__DIRECTIONS FOR THIS TASK__
In the entries below, find each line bearing the string "Some" and copy it.

__RECORDS FOR THE TASK__
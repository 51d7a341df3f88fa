// warden-core/src/infrastructure/config/project.rs

use anyhow::Context;
use serde::{Deserialize, Serialize, de::DeserializeOwned};
use std::fs;
use std::path::{Path, PathBuf};
use tracing::{info, instrument};
use validator::Validate;

use crate::domain::governance::{ColumnSecurityRule, GovernanceSettings};
use crate::domain::query::DataSource;
use crate::infrastructure::error::InfrastructureError;

pub const PROJECT_FILES: [&str; 2] = ["warden.yaml", "warden_project.yaml"];
pub const DATA_SOURCES_FILE: &str = "data_sources.yml";
pub const COLUMN_RULES_FILE: &str = "column_rules.yml";

#[derive(Debug, Deserialize, Serialize, Clone)]
pub struct WardenProject {
    pub name: String,
    #[serde(default = "default_version")]
    pub version: String,

    #[serde(rename = "config-paths", default = "default_config_paths")]
    pub config_paths: Vec<String>,

    #[serde(rename = "target-path", default = "default_target_path")]
    pub target_path: String,

    #[serde(default)]
    pub governance: GovernanceSettings,

    /// Catalog, filled from the satellite files.
    #[serde(skip)]
    pub data_sources: Vec<DataSource>,
    #[serde(skip)]
    pub column_rules: Vec<ColumnSecurityRule>,

    #[serde(skip)]
    pub root: PathBuf,
}

impl WardenProject {
    /// Target directory, resolved against the project root when relative.
    pub fn target_dir(&self) -> PathBuf {
        let target = Path::new(&self.target_path);
        if target.is_absolute() {
            target.to_path_buf()
        } else {
            self.root.join(target)
        }
    }
}

fn default_version() -> String {
    "0.1.0".to_string()
}
fn default_config_paths() -> Vec<String> {
    vec!["config".to_string()]
}
fn default_target_path() -> String {
    "target".to_string()
}

// --- LOADER ---

#[instrument(skip(project_dir))]
pub fn load_project(project_dir: &Path) -> Result<WardenProject, InfrastructureError> {
    load_project_with_env(project_dir, |key| std::env::var(key).ok())
}

/// Same as `load_project`, reading overrides through `lookup` instead of the
/// process environment.
pub fn load_project_with_env<F>(project_dir: &Path, lookup: F) -> Result<WardenProject, InfrastructureError>
where
    F: Fn(&str) -> Option<String>,
{
    // 1. Découverte du fichier principal
    let config_path = find_main_config(project_dir)?;
    info!(path = ?config_path, "Loading project manifest");

    // 2. Chargement YAML Base
    let content = fs::read_to_string(&config_path)
        .with_context(|| format!("Failed to read project config at {:?}", config_path))?;
    let mut project: WardenProject = serde_yaml::from_str(&content)?;
    project.root = project_dir.to_path_buf();

    // 3. Satellites (catalog)
    if let Some(config_folder) = project.config_paths.first() {
        let config_dir = project_dir.join(config_folder);
        if config_dir.exists() {
            load_satellite_configs(&mut project, &config_dir)?;
        }
    }

    // 4. Override via variables d'environnement
    apply_env_overrides(&mut project, lookup)?;

    project.governance.validate()?;
    Ok(project)
}

fn find_main_config(root: &Path) -> Result<PathBuf, InfrastructureError> {
    for filename in PROJECT_FILES {
        let p = root.join(filename);
        if p.exists() {
            return Ok(p);
        }
    }
    Err(InfrastructureError::ConfigNotFound(format!(
        "No configuration file found in {:?}. Checked: {:?}",
        root, PROJECT_FILES
    )))
}

fn load_fragment<T: DeserializeOwned>(path: &Path) -> Result<T, InfrastructureError> {
    let content = fs::read_to_string(path)
        .with_context(|| format!("Failed to read config fragment at {:?}", path))?;
    serde_yaml::from_str(&content)
        .with_context(|| format!("Failed to parse YAML fragment at {:?}", path))
        .map_err(Into::into)
}

fn load_satellite_configs(project: &mut WardenProject, config_dir: &Path) -> Result<(), InfrastructureError> {
    let sources_path = config_dir.join(DATA_SOURCES_FILE);
    if sources_path.exists() {
        #[derive(Deserialize)]
        struct SourcesWrapper {
            #[serde(default)]
            data_sources: Vec<DataSource>,
        }

        let wrapper: SourcesWrapper = load_fragment(&sources_path)?;
        project.data_sources = wrapper.data_sources;
        info!(count = project.data_sources.len(), "Data sources loaded");
    }

    let rules_path = config_dir.join(COLUMN_RULES_FILE);
    if rules_path.exists() {
        #[derive(Deserialize)]
        struct RulesWrapper {
            #[serde(default)]
            rules: Vec<ColumnSecurityRule>,
        }

        let wrapper: RulesWrapper = load_fragment(&rules_path)?;
        project.column_rules = wrapper.rules;
        info!(count = project.column_rules.len(), "Column rules loaded");
    }

    Ok(())
}

fn parse_override<T: std::str::FromStr>(key: &str, value: &str) -> Result<T, InfrastructureError> {
    value
        .trim()
        .parse()
        .map_err(|_| InfrastructureError::ConfigError(format!("{} has an invalid value '{}'", key, value)))
}

fn apply_env_overrides<F>(project: &mut WardenProject, lookup: F) -> Result<(), InfrastructureError>
where
    F: Fn(&str) -> Option<String>,
{
    if let Some(val) = lookup("WARDEN_TARGET_PATH") {
        info!(old = ?project.target_path, new = ?val, "Overriding target path via ENV");
        project.target_path = val;
    }
    if let Some(val) = lookup("WARDEN_MAX_ROWS") {
        project.governance.max_rows = parse_override("WARDEN_MAX_ROWS", &val)?;
        info!(max_rows = project.governance.max_rows, "Overriding max rows via ENV");
    }
    if let Some(val) = lookup("WARDEN_QUERY_TIMEOUT_MS") {
        project.governance.query_timeout_ms = parse_override("WARDEN_QUERY_TIMEOUT_MS", &val)?;
        info!(timeout_ms = project.governance.query_timeout_ms, "Overriding query timeout via ENV");
    }
    if let Some(val) = lookup("WARDEN_OPTIMIZE") {
        project.governance.optimize_by_default = parse_override("WARDEN_OPTIMIZE", &val)?;
    }
    Ok(())
}
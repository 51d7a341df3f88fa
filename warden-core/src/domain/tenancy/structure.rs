// warden-core/src/domain/tenancy/structure.rs
//
// Conservative structural model of a read-only statement: query expressions,
// set-operation branches, FROM relations and every nested subquery. Anything
// outside this shape is rejected as unparseable rather than guessed.

use std::ops::Range;

use super::lexer::{Token, TokenKind, tokenize};
use crate::domain::error::GuardError;

const SET_OPERATORS: [&str; 4] = ["UNION", "INTERSECT", "EXCEPT", "MINUS"];
const TAIL_KEYWORDS: [&str; 4] = ["LIMIT", "OFFSET", "FETCH", "FOR"];
const JOIN_SEPARATORS: [&str; 3] = ["JOIN", "STRAIGHT_JOIN", "APPLY"];
const JOIN_MODIFIERS: [&str; 12] = [
    "NATURAL",
    "INNER",
    "LEFT",
    "RIGHT",
    "FULL",
    "CROSS",
    "OUTER",
    "SEMI",
    "ANTI",
    "ASOF",
    "POSITIONAL",
    "GLOBAL",
];
const NOT_AN_ALIAS: [&str; 7] = ["TABLESAMPLE", "SAMPLE", "PIVOT", "UNPIVOT", "WITH", "FINAL", "AT"];
/// Table functions that only generate values from their arguments.
pub const ROW_GENERATORS: [&str; 3] = ["generate_series", "range", "unnest"];

pub(crate) fn unparseable(reason: impl Into<String>) -> GuardError {
    GuardError::UnparseableStructure(reason.into())
}

/// Tokens of one statement plus the matching index of every group opener and
/// closer: parentheses, brackets, braces and `CASE … END`.
#[derive(Debug)]
pub struct TokenStream<'a> {
    tokens: Vec<Token<'a>>,
    partners: Vec<Option<usize>>,
}

/// Closing text of the group `token` opens, if it opens one.
fn group_closer(token: &Token<'_>) -> Option<&'static str> {
    match (token.kind, token.text) {
        (TokenKind::LParen, _) => Some(")"),
        (TokenKind::Punct, "[") => Some("]"),
        (TokenKind::Punct, "{") => Some("}"),
        (TokenKind::Word, _) if token.is_keyword("CASE") => Some("END"),
        _ => None,
    }
}

fn closes_group(token: &Token<'_>) -> bool {
    match token.kind {
        TokenKind::RParen => true,
        TokenKind::Punct => matches!(token.text, "]" | "}"),
        TokenKind::Word => token.is_keyword("END"),
        _ => false,
    }
}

__ANSWER BOX__
    if let Some(config_folder) = project.config_paths.first() {
    if let Some(val) = lookup("WARDEN_TARGET_PATH") {
    if let Some(val) = lookup("WARDEN_MAX_ROWS") {
    if let Some(val) = lookup("WARDEN_QUERY_TIMEOUT_MS") {
    if let Some(val) = lookup("WARDEN_OPTIMIZE") {
        (TokenKind::LParen, _) => Some(")"),
        (TokenKind::Punct, "[") => Some("]"),
        (TokenKind::Punct, "{") => Some("}"),
        (TokenKind::Word, _) if token.is_keyword("CASE") => Some("END"),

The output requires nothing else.